Posted on 09/25/2010 9:20:33 AM PDT by Graybeard58

Barack Obama is America's second wartime president from Illinois. Depictions of the first are, of course, on every penny and $5 bill. The new book, "Obama's Wars" by Bob Woodward, offers troubling contrasts between the way Abraham Lincoln learned to handle a war and President Obama's role in overseeing U.S. efforts in Afghanistan.

President Lincoln, whose military experience amounted to a brief and undistinguished appearance in a minor battle against Native Americans, learned about wartime leadership on the job.
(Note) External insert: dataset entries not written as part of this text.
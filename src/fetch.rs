//! Image download into request-scoped temporary files.

use std::io::Write;

use reqwest::blocking::Client;
use tempfile::NamedTempFile;

#[derive(Debug, thiserror::Error)]
pub enum FetchError {
    #[error("Invalid image URL: {0}")]
    Validation(String),

    #[error("Image download failed: {0}")]
    Http(String),

    #[error("I/O error: {0}")]
    Io(#[from] std::io::Error),
}

/// Download `url` into a `.jpg` temp file, deleted when the handle drops.
///
/// The suffix is fixed whatever the actual format; the report decoder sniffs
/// content instead of trusting extensions.
pub fn download_image(client: &Client, url: &str) -> Result<NamedTempFile, FetchError> {
    let url = url.trim();
    if url.is_empty() {
        return Err(FetchError::Validation("URL is empty".into()));
    }

    let response = client
        .get(url)
        .send()
        .map_err(|e| FetchError::Http(format!("request to {url} failed: {e}")))?;

    let status = response.status();
    if !status.is_success() {
        return Err(FetchError::Http(format!("{url} returned HTTP {status}")));
    }

    let bytes = response
        .bytes()
        .map_err(|e| FetchError::Http(format!("reading body of {url}: {e}")))?;

    let mut file = tempfile::Builder::new()
        .prefix("glowmetrics-")
        .suffix(".jpg")
        .tempfile()?;
    file.write_all(&bytes)?;
    file.flush()?;

    tracing::debug!(url, size = bytes.len(), path = %file.path().display(), "Image downloaded");
    Ok(file)
}

#[cfg(test)]
mod tests {
    use super::*;
    use std::io::Read;
    use std::net::TcpListener;
    use std::thread;

    /// One-shot HTTP server answering a single request with `status` and `body`.
    fn serve_once(status: &'static str, body: &'static [u8]) -> String {
        let listener = TcpListener::bind("127.0.0.1:0").unwrap();
        let addr = listener.local_addr().unwrap();
        thread::spawn(move || {
            if let Ok((mut stream, _)) = listener.accept() {
                let mut buf = [0u8; 1024];
                let _ = stream.read(&mut buf);
                let head = format!(
                    "HTTP/1.1 {status}\r\nContent-Length: {}\r\nConnection: close\r\n\r\n",
                    body.len()
                );
                let _ = stream.write_all(head.as_bytes());
                let _ = stream.write_all(body);
            }
        });
        format!("http://{addr}/photo")
    }

    #[test]
    fn empty_url_is_validation_error() {
        let client = Client::new();
        assert!(matches!(download_image(&client, ""), Err(FetchError::Validation(_))));
        assert!(matches!(download_image(&client, "   "), Err(FetchError::Validation(_))));
    }

    #[test]
    fn downloads_body_to_jpg_temp_file() {
        let url = serve_once("200 OK", b"image-bytes");
        let file = download_image(&Client::new(), &url).unwrap();

        assert_eq!(file.path().extension().and_then(|e| e.to_str()), Some("jpg"));
        assert_eq!(std::fs::read(file.path()).unwrap(), b"image-bytes");
    }

    #[test]
    fn non_success_status_is_http_error() {
        let url = serve_once("404 Not Found", b"missing");
        let result = download_image(&Client::new(), &url);
        assert!(matches!(result, Err(FetchError::Http(msg)) if msg.contains("404")));
    }

    #[test]
    fn temp_file_removed_on_drop() {
        let url = serve_once("200 OK", b"x");
        let file = download_image(&Client::new(), &url).unwrap();
        let path = file.path().to_path_buf();
        assert!(path.exists());
        drop(file);
        assert!(!path.exists());
    }
}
From the attack on Fort Sumter in 1861 through the Union victories at Vicksburg and Gettysburg in July 1863, he led mainly by default, thanks to the arrogance and vainglorious incompetence of some of the worst generals ever to wear a U.S. uniform — John Fremont, John Pope, Ambrose Burnside, Henry Wager Halleck and George McClellan.

Only after the emergence of Ulysses S. Grant in 1863 did Lincoln settle into his proper role of setting overall conditions for victory and providing Grant with the men and materiel needed to win the war.

The greatest test of the Lincoln-Grant partnership was in late summer 1864, with Union forces apparently bogged down in Virginia and Georgia. The presidential election was but a few months away, and Lincoln for a time expected he'd lose. But rather than worry about his popularity, he stuck to his goal of trying to win the war and shielded Grant from those who would have meddled with his plans and strategies.

Then, in a matter of weeks during early September 1864, Sherman took Atlanta and Sheridan began winning battles in the Shenandoah Valley. By October, it was clear a Union victory was inevitable. And the same became true for Lincoln's re-election.

That leads to the key moment in Woodward's book, which, in the words of The Associated Press, "exposes the roots of an Afghanistan exit plan driven more by politics than national security and shows the president worried about losing the support of the public and his party." The book quotes Obama as saying, "I have two years with the public on this."

Therein lies the crucial difference between Obama and Lincoln. When Lincoln found Grant, he backed off and let his general run the war. Throughout the internal debates about Afghanistan strategy, Obama was receiving advice from Gen. David Petraeus, whose successes in Iraq gave him credibility comparable to that acquired by Grant in Vicksburg and Chattanooga.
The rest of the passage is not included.